START RECORDED INFORMATION

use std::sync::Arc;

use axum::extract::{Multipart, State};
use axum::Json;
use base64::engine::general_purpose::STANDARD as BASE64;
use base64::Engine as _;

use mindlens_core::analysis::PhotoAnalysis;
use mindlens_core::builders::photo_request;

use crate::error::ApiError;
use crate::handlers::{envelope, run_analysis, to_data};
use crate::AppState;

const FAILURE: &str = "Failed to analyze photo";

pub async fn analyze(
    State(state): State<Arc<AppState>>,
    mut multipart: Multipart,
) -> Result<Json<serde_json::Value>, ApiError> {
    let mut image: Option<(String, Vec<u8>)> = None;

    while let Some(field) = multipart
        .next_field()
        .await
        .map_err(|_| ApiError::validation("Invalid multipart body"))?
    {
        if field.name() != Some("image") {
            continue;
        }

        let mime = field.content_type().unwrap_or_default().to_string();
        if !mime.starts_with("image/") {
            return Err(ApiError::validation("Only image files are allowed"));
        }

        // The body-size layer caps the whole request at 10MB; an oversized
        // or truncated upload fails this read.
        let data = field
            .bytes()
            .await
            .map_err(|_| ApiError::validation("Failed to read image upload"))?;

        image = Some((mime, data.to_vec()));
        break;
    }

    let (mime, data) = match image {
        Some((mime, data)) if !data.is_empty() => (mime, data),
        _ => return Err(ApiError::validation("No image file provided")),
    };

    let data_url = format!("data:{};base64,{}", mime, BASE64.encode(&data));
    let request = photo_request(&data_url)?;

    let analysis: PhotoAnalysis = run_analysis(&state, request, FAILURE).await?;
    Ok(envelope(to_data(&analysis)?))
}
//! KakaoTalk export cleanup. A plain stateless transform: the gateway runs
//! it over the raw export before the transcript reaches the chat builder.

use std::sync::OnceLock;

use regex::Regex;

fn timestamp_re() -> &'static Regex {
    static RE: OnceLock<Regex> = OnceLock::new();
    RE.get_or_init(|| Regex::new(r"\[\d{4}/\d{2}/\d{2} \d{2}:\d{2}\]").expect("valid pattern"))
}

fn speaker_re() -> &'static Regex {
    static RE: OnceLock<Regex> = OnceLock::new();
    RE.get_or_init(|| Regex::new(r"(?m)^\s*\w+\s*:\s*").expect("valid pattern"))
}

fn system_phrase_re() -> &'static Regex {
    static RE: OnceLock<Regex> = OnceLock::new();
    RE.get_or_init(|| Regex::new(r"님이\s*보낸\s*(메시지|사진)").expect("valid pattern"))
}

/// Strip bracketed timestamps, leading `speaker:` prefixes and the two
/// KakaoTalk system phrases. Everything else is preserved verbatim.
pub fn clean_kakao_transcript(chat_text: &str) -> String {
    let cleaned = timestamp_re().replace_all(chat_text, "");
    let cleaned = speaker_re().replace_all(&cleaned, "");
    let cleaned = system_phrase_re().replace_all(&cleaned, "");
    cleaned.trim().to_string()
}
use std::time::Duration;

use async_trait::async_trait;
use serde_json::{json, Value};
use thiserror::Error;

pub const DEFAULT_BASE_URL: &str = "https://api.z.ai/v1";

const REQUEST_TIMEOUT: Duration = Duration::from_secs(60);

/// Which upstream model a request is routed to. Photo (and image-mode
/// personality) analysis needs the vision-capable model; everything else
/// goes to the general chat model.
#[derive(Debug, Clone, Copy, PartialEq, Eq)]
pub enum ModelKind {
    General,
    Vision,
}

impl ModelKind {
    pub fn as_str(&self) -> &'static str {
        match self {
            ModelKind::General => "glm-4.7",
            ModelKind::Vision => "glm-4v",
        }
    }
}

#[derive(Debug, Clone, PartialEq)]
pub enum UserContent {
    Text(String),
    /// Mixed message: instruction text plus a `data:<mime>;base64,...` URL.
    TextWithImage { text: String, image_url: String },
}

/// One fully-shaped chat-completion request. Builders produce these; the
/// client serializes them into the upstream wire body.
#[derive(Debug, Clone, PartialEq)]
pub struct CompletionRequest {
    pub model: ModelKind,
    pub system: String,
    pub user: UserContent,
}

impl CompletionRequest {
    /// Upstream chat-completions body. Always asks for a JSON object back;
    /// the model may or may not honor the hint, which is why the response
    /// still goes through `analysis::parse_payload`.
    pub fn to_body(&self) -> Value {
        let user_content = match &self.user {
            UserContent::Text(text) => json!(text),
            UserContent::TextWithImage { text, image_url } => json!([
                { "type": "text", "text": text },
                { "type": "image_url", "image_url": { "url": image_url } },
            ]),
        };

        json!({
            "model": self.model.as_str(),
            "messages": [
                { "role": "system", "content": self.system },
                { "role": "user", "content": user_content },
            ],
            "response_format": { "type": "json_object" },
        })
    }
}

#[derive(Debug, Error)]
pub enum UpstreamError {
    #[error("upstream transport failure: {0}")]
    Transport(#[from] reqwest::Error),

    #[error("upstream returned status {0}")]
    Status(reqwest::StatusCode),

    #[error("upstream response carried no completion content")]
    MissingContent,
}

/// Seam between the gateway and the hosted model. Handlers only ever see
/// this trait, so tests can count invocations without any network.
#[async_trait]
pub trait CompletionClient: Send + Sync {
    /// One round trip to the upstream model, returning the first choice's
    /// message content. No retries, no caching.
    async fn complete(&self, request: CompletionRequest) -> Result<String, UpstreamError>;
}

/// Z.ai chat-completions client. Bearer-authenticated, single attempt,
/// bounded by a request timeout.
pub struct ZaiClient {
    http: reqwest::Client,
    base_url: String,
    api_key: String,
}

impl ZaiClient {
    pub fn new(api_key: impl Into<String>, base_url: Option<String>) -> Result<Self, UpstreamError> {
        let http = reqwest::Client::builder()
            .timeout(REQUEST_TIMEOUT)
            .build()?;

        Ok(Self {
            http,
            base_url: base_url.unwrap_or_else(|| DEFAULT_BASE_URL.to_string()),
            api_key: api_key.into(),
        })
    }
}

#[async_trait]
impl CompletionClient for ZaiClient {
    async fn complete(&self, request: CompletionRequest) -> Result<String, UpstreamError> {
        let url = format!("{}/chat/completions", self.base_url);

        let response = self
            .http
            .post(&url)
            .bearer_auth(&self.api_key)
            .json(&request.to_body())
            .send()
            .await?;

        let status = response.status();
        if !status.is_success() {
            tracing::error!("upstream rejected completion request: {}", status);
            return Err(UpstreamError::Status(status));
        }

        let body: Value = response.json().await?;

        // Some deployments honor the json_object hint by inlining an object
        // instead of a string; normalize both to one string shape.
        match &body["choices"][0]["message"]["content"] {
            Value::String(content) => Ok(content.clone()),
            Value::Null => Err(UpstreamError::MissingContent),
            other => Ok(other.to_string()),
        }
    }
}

END RECORDED INFORMATION
START RECORDED INFORMATION

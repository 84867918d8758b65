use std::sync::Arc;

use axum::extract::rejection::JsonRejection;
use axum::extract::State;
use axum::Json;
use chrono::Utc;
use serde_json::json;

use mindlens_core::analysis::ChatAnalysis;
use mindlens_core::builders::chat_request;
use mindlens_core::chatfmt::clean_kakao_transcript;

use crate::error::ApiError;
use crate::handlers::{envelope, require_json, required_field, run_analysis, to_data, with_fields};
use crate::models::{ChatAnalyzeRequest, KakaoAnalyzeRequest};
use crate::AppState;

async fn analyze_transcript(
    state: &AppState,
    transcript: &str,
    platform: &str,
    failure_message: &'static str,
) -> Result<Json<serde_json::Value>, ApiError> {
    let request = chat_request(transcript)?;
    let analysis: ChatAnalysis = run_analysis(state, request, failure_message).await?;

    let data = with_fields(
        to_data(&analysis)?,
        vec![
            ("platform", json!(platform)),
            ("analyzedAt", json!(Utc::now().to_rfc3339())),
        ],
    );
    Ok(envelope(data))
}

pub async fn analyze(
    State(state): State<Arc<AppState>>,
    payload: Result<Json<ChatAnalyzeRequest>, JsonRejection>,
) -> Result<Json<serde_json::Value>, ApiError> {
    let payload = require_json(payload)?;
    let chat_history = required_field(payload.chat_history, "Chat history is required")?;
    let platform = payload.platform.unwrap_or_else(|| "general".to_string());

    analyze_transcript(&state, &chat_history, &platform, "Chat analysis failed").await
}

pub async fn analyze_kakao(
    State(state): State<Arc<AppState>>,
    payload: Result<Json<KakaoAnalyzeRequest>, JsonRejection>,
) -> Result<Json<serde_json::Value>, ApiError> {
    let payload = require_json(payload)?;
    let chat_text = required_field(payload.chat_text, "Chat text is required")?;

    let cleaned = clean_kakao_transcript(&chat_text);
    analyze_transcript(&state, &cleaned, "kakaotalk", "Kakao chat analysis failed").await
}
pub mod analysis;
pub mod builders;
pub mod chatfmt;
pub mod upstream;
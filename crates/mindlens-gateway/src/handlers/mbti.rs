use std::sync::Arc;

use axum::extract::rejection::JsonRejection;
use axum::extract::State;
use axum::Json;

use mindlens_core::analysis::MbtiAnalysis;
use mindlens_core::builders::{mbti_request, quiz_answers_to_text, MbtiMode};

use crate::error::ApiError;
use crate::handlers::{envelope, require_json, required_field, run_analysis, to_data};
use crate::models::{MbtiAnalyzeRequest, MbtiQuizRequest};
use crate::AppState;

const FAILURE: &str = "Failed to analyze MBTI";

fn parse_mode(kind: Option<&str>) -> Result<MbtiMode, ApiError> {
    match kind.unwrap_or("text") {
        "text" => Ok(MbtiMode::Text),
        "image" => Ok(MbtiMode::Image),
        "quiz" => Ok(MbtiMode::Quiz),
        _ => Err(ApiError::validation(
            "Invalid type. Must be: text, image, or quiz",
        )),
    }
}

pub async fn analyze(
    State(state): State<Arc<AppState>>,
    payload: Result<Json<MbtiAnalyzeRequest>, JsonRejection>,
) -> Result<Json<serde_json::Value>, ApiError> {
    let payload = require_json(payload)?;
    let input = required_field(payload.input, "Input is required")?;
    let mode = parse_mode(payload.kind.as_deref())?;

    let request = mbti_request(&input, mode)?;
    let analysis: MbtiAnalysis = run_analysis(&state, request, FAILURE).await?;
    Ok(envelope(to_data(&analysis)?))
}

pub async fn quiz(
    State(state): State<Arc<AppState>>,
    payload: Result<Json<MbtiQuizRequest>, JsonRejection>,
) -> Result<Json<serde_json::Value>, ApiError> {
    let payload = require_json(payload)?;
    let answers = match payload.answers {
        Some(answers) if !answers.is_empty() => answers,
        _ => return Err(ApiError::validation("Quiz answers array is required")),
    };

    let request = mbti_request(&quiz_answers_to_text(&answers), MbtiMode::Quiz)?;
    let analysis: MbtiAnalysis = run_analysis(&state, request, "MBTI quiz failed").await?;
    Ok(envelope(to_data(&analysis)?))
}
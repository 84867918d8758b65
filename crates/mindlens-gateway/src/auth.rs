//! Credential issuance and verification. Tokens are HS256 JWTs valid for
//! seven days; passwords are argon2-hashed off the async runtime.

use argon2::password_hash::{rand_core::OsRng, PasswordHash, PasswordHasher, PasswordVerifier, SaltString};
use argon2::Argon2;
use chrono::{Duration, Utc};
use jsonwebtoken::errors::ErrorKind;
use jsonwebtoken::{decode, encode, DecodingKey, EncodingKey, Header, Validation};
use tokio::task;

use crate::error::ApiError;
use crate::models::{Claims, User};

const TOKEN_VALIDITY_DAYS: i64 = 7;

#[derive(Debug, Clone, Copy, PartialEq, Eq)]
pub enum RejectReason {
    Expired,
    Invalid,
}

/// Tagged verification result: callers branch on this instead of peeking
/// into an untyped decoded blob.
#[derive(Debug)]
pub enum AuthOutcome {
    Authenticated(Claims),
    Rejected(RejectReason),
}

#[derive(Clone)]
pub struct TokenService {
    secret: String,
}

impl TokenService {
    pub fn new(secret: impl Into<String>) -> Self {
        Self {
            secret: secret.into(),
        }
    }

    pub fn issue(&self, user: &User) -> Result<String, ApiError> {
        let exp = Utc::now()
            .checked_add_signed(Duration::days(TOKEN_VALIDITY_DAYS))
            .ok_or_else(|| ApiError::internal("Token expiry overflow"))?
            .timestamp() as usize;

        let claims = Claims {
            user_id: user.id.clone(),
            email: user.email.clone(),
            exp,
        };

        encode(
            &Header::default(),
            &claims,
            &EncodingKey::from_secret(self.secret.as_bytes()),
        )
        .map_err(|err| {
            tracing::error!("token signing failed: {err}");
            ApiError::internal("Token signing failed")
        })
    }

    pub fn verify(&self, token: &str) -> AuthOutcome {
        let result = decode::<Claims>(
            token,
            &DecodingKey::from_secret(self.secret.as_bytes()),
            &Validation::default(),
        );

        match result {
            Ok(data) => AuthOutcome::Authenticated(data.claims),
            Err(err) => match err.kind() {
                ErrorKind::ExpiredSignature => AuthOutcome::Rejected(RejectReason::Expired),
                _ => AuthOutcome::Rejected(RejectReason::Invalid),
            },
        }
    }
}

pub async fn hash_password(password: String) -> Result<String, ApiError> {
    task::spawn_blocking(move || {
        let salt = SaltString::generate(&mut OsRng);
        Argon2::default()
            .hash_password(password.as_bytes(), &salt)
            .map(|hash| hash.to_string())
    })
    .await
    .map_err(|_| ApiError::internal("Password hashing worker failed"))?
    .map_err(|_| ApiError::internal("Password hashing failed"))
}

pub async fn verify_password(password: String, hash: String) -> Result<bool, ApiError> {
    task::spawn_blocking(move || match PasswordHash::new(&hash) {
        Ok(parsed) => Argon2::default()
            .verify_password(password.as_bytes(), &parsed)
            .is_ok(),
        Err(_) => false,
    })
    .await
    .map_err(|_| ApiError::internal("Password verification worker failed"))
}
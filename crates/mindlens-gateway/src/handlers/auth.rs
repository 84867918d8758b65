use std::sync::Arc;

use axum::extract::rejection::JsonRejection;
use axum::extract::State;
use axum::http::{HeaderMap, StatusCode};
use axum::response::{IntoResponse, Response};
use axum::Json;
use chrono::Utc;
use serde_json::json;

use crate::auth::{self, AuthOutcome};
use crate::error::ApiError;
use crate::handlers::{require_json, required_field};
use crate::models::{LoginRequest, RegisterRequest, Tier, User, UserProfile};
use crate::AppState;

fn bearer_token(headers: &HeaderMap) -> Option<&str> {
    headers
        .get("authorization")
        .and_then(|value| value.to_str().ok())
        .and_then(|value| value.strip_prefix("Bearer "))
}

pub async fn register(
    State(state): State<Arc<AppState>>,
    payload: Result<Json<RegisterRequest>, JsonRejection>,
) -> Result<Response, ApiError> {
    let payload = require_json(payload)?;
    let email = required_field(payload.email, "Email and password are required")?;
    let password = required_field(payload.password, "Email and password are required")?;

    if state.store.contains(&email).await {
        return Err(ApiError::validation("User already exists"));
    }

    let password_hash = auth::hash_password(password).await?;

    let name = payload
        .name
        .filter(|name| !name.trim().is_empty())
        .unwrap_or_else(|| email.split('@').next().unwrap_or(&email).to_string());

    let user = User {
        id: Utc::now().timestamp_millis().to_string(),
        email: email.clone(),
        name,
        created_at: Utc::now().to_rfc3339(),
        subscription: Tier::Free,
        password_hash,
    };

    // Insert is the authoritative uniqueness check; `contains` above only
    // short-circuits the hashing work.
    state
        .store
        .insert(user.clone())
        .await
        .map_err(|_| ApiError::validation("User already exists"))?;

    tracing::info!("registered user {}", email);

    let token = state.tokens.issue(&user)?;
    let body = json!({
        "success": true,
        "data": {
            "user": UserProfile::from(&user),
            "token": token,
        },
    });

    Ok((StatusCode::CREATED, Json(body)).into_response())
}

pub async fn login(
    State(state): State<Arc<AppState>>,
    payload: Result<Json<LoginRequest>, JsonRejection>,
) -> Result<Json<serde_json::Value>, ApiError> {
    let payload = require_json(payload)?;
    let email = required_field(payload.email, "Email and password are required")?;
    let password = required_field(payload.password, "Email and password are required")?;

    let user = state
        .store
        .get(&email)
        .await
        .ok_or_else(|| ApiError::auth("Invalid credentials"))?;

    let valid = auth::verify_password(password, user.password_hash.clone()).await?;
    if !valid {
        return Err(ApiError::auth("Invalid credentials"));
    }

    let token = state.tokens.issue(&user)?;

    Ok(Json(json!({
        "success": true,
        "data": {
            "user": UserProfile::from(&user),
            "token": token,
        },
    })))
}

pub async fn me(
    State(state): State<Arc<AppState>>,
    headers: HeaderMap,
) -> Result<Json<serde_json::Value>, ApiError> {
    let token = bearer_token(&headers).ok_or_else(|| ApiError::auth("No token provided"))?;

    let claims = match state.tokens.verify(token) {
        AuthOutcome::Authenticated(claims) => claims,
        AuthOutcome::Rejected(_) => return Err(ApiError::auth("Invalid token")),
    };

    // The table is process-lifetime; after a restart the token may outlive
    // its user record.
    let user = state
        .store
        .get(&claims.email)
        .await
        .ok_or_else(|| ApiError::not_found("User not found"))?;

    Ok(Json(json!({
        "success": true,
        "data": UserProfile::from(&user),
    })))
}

END RECORDED INFORMATION
START RECORDED INFORMATION

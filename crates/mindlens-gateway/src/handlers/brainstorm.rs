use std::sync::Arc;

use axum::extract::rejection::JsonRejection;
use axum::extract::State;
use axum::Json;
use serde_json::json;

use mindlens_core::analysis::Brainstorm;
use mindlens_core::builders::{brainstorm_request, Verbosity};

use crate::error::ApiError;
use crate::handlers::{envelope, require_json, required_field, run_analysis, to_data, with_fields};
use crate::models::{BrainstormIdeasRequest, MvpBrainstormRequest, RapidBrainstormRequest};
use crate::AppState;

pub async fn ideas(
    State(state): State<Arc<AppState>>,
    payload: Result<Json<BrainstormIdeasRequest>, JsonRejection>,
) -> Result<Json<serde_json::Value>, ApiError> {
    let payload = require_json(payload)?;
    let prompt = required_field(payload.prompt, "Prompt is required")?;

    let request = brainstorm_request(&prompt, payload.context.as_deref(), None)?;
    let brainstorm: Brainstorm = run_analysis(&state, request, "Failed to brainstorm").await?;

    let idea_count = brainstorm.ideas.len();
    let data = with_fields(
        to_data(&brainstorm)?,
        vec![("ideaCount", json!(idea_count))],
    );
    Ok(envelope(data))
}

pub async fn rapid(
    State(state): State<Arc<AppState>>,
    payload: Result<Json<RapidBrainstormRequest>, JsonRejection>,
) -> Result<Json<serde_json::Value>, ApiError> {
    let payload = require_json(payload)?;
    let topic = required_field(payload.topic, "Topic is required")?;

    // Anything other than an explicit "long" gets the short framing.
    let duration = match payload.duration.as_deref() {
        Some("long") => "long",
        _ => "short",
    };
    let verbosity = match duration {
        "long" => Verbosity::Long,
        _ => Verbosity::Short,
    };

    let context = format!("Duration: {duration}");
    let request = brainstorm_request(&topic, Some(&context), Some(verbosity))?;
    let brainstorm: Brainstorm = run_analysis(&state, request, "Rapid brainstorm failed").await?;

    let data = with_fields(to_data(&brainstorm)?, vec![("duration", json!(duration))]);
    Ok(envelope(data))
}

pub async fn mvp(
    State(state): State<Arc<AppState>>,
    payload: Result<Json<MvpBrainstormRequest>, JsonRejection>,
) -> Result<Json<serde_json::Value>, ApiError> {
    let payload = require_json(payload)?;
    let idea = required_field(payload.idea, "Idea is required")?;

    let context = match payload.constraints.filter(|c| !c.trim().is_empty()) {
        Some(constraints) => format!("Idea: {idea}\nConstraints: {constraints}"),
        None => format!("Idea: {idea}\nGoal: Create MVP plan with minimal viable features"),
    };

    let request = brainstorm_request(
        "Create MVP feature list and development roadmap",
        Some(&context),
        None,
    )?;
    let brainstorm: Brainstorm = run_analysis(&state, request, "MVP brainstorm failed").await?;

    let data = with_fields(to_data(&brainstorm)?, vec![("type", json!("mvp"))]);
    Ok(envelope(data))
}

END RECORDED INFORMATION

- **AIM OF THE TASK**
Go through the records and count the lines that include the string "prompt"; state that number alone.

- **RESULT OF THIS EXERCISE**
2